He writes, quote, “in future cases, we should reconsider all of this court’s substantive due process precedents, including Griswold, Lawrence, and Obergefell.” He’s talking about reconsidering decisions on gay rights and the right to contraception.

John: Yeah, Clarence Thomas wants to uphold the sanctity of marriage. Because as we all know, marriage is between one man credibly accused of sexual harassment and one woman who wanted to overthrow a presidential election. Y’know, the way God intended. [Laughter] Now, on one hand, the majority decision does state that it only concerns the right to an abortion, and not those other issues. But on the other hand, that language by no means precludes the court from one day deciding, “you know what, we think it does apply now!” And besides, what kind of idiot would even pretend to believe any reassurances from these justices? You’re right, it’s Susan Collins. Susan Collins would absolutely be that fucking idiot. [Laughter] And the thing is, even if we don’t go down that slippery slope, this is already bad enough. Because what the supreme court has just done is utterly devastating. The message it sends is pretty clear: “we don’t care if pregnancy kills you. We don’t care if you don’t want to be pregnant. We don’t care about you at all.” And for those like representative Cori Bush, who’ve been able to avail themselves of abortion services in the past, and know how life-changing they can be, it is hard to consider what the future now holds for others in their position.

So, I’m standing at the place where I had my own abortion care services at 18-years-old. I got raped when I was 17. And I was able to be back here with the secretary —

That was here?

Here — as we’re talking, we’re sitting with the secretary — that announcement was made.

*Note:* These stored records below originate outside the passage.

//! Batch ingestion pipeline.
//!
//! One batch runs on one task with no internal parallelism, so merge order
//! is the array order. Every store call is bounded by a timeout, and a
//! failure for one record or one device never stops the rest of the batch.

use std::collections::BTreeMap;
use std::future::Future;
use std::sync::Arc;
use std::time::Duration;

use chrono::{DateTime, Utc};
use serde::Serialize;
use serde_json::Value;

use super::batch_reconciler::reconcile;
use super::geofence::{GeofenceEvaluation, GeofenceEvaluator};
use super::message_transformer::transform_value;
use super::notification::{NotificationResult, NotificationSink, ZoneAlert};
use crate::error::{DomainError, DomainResult};
use crate::models::{DeviceStateDelta, DeviceStateUpdate, MessageType, TelemetryRecord};
use crate::repository::{DeviceStateStore, InsertOutcome, SafeZoneStore, TelemetryLog};

/// Default bound on a single store call.
pub const DEFAULT_STORE_TIMEOUT: Duration = Duration::from_secs(5);

/// Counters describing one processed batch.
#[derive(Debug, Clone, Default, PartialEq, Serialize)]
#[serde(rename_all = "camelCase")]
pub struct BatchSummary {
    pub received: usize,
    /// Messages that produced a record.
    pub processed: usize,
    pub inserted: usize,
    pub duplicates: usize,
    pub discarded: usize,
    /// Devices whose state row was written.
    pub devices_updated: usize,
    pub zone_events: usize,
    pub alerts_sent: usize,
    /// Record writes, zone checks and device updates that failed.
    pub failures: usize,
    #[serde(skip)]
    pub discard_reasons: BTreeMap<&'static str, usize>,
}

/// Result of handling one device delta.
struct DeviceOutcome {
    zone_events: usize,
    alerts: Vec<ZoneAlert>,
    zone_check_failed: bool,
}

/// Drives a raw batch through transform, reconcile, storage, geofence
/// evaluation and notification.
pub struct IngestPipeline {
    log: Arc<dyn TelemetryLog>,
    states: Arc<dyn DeviceStateStore>,
    zones: Arc<dyn SafeZoneStore>,
    notifier: Arc<dyn NotificationSink>,
    evaluator: GeofenceEvaluator,
    store_timeout: Duration,
}

impl IngestPipeline {
    pub fn new(
        log: Arc<dyn TelemetryLog>,
        states: Arc<dyn DeviceStateStore>,
        zones: Arc<dyn SafeZoneStore>,
        notifier: Arc<dyn NotificationSink>,
    ) -> Self {
        Self {
            log,
            states,
            zones,
            notifier,
            evaluator: GeofenceEvaluator::default(),
            store_timeout: DEFAULT_STORE_TIMEOUT,
        }
    }

    pub fn with_evaluator(mut self, evaluator: GeofenceEvaluator) -> Self {
        self.evaluator = evaluator;
        self
    }

    pub fn with_store_timeout(mut self, timeout: Duration) -> Self {
        self.store_timeout = timeout;
        self
    }

    /// Processes one batch of raw messages.
    pub async fn process_batch(&self, messages: &[Value], now: DateTime<Utc>) -> BatchSummary {
        let mut summary = BatchSummary {
            received: messages.len(),
            ..Default::default()
        };

        let records = self.transform_all(messages, &mut summary);
        summary.processed = records.len();
        log_type_counts(&records);

        let deltas = reconcile(&records, now);

        for record in &records {
            match self.guard("insert_record", self.log.insert_record(record)).await {
                Ok(InsertOutcome::Inserted) => summary.inserted += 1,
                Ok(InsertOutcome::AlreadyPresent) => {
                    tracing::debug!(
                        device_id = %record.device_id,
                        timestamp = %record.timestamp,
                        "Duplicate record skipped"
                    );
                    summary.duplicates += 1;
                }
                Err(e) => {
                    tracing::error!(
                        device_id = %record.device_id,
                        timestamp = %record.timestamp,
                        error = %e,
                        "Failed to write record"
                    );
                    summary.failures += 1;
                }
            }
        }

        for delta in deltas {
            let device_id = delta.device_id.clone();
            match self.process_device(delta, now).await {
                Ok(outcome) => {
                    summary.devices_updated += 1;
                    summary.zone_events += outcome.zone_events;
                    if outcome.zone_check_failed {
                        summary.failures += 1;
                    }
                    summary.alerts_sent += self.publish_alerts(&outcome.alerts).await;
                }
                Err(e) => {
                    tracing::error!(
                        device_id = %device_id,
                        error = %e,
                        "Failed to update device state"
                    );
                    summary.failures += 1;
                }
            }
        }

        tracing::info!(
            received = summary.received,
            processed = summary.processed,
            inserted = summary.inserted,
            duplicates = summary.duplicates,
            discarded = summary.discarded,
            devices_updated = summary.devices_updated,
            zone_events = summary.zone_events,
            failures = summary.failures,
            "Batch processed"
        );

        summary
    }

    fn transform_all(&self, messages: &[Value], summary: &mut BatchSummary) -> Vec<TelemetryRecord> {
        let mut records = Vec::with_capacity(messages.len());

        for (index, message) in messages.iter().enumerate() {
            match transform_value(message) {
                Ok(record) => records.push(record),
                Err(discard) => {
                    if discard.is_expected() {
                        tracing::debug!(index = index, reason = %discard, "Message skipped");
                    } else {
                        tracing::warn!(index = index, reason = %discard, "Message discarded");
                    }
                    summary.discarded += 1;
                    *summary.discard_reasons.entry(discard.reason()).or_insert(0) += 1;
                }
            }
        }

        records
    }

    /// Geofence check, zone event log and state write for one device.
    ///
    /// A failed zone check is reported in the outcome and the delta is still
    /// written, leaving the stored safe-zone status as it was.
    async fn process_device(
        &self,
        delta: DeviceStateDelta,
        now: DateTime<Utc>,
    ) -> DomainResult<DeviceOutcome> {
        let (evaluation, zone_check_failed) = match self.check_zones(&delta, now).await {
            Ok(evaluation) => (evaluation, false),
            Err(e) => {
                tracing::error!(
                    device_id = %delta.device_id,
                    error = %e,
                    "Safe zone check failed, writing state without it"
                );
                (None, true)
            }
        };

        let update = DeviceStateUpdate {
            geofence: evaluation.as_ref().map(|e| e.safe_zone_state()),
            delta,
        };
        self.guard("apply_device_state", self.states.apply(&update))
            .await?;

        let events = evaluation.map(|e| e.events).unwrap_or_default();
        Ok(DeviceOutcome {
            zone_events: events.len(),
            alerts: events.iter().map(ZoneAlert::from).collect(),
            zone_check_failed,
        })
    }

    /// Evaluates a GNSS delta against the device's zones and logs the
    /// resulting transitions. Deltas without a GNSS fix yield `None`.
    async fn check_zones(
        &self,
        delta: &DeviceStateDelta,
        now: DateTime<Utc>,
    ) -> DomainResult<Option<GeofenceEvaluation>> {
        let Some(location) = delta.gnss_location() else {
            return Ok(None);
        };

        let prior = self
            .guard("get_device_state", self.states.get(&delta.device_id))
            .await?
            .map(|state| state.safe_zone_status)
            .unwrap_or_default();
        let zones = self
            .guard("list_enabled_zones", self.zones.list_enabled(&delta.device_id))
            .await?;

        let Some(evaluation) = self
            .evaluator
            .evaluate(&delta.device_id, location, &zones, &prior, now)
        else {
            return Ok(None);
        };

        for event in &evaluation.events {
            let outcome = self
                .guard("insert_zone_event", self.log.insert_zone_event(event))
                .await?;
            tracing::info!(
                device_id = %event.device_id,
                zone_id = %event.zone_id,
                event_type = event.event_type.as_str(),
                duplicate = outcome == InsertOutcome::AlreadyPresent,
                "Zone transition detected"
            );
        }

        Ok(Some(evaluation))
    }

    /// Publishes alerts after the state write. Returns how many were sent.
    async fn publish_alerts(&self, alerts: &[ZoneAlert]) -> usize {
        let mut sent = 0;

        for alert in alerts {
            let result = tokio::time::timeout(self.store_timeout, self.notifier.publish(alert))
                .await
                .unwrap_or_else(|_| NotificationResult::Failed("publish timed out".to_string()));

            match result {
                NotificationResult::Sent => sent += 1,
                NotificationResult::Skipped => {}
                NotificationResult::Failed(reason) => {
                    tracing::warn!(
                        device_id = %alert.device_id,
                        zone_id = %alert.zone_id,
                        reason = %reason,
                        "Zone alert not delivered"
                    );
                }
            }
        }

        sent
    }

    async fn guard<T, F>(&self, operation: &'static str, fut: F) -> DomainResult<T>
    where
        F: Future<Output = DomainResult<T>>,
    {
        match tokio::time::timeout(self.store_timeout, fut).await {
            Ok(result) => result,
            Err(_) => Err(DomainError::Timeout {
                operation,
                timeout_ms: u64::try_from(self.store_timeout.as_millis()).unwrap_or(u64::MAX),
            }),
        }
    }
}

fn log_type_counts(records: &[TelemetryRecord]) {
    let count = |t: MessageType| records.iter().filter(|r| r.message_type() == t).count();
    tracing::info!(
        records = records.len(),
        gnss = count(MessageType::Gnss),
        ground_fix = count(MessageType::GroundFix),
        temp = count(MessageType::Temp),
        "Transformed batch"
    );
}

It — it broke my heart. Because I’m thinking about the people who today found out that they were pregnant, who found out they were pregnant a few weeks ago, and were trying to figure out what to do. To restrict people’s right to their own body and their own decisions, it — it broke me down. I think about my daughter who will never — who will never know what it’s like to live in a a Roe v. Wade constitutionally protected society.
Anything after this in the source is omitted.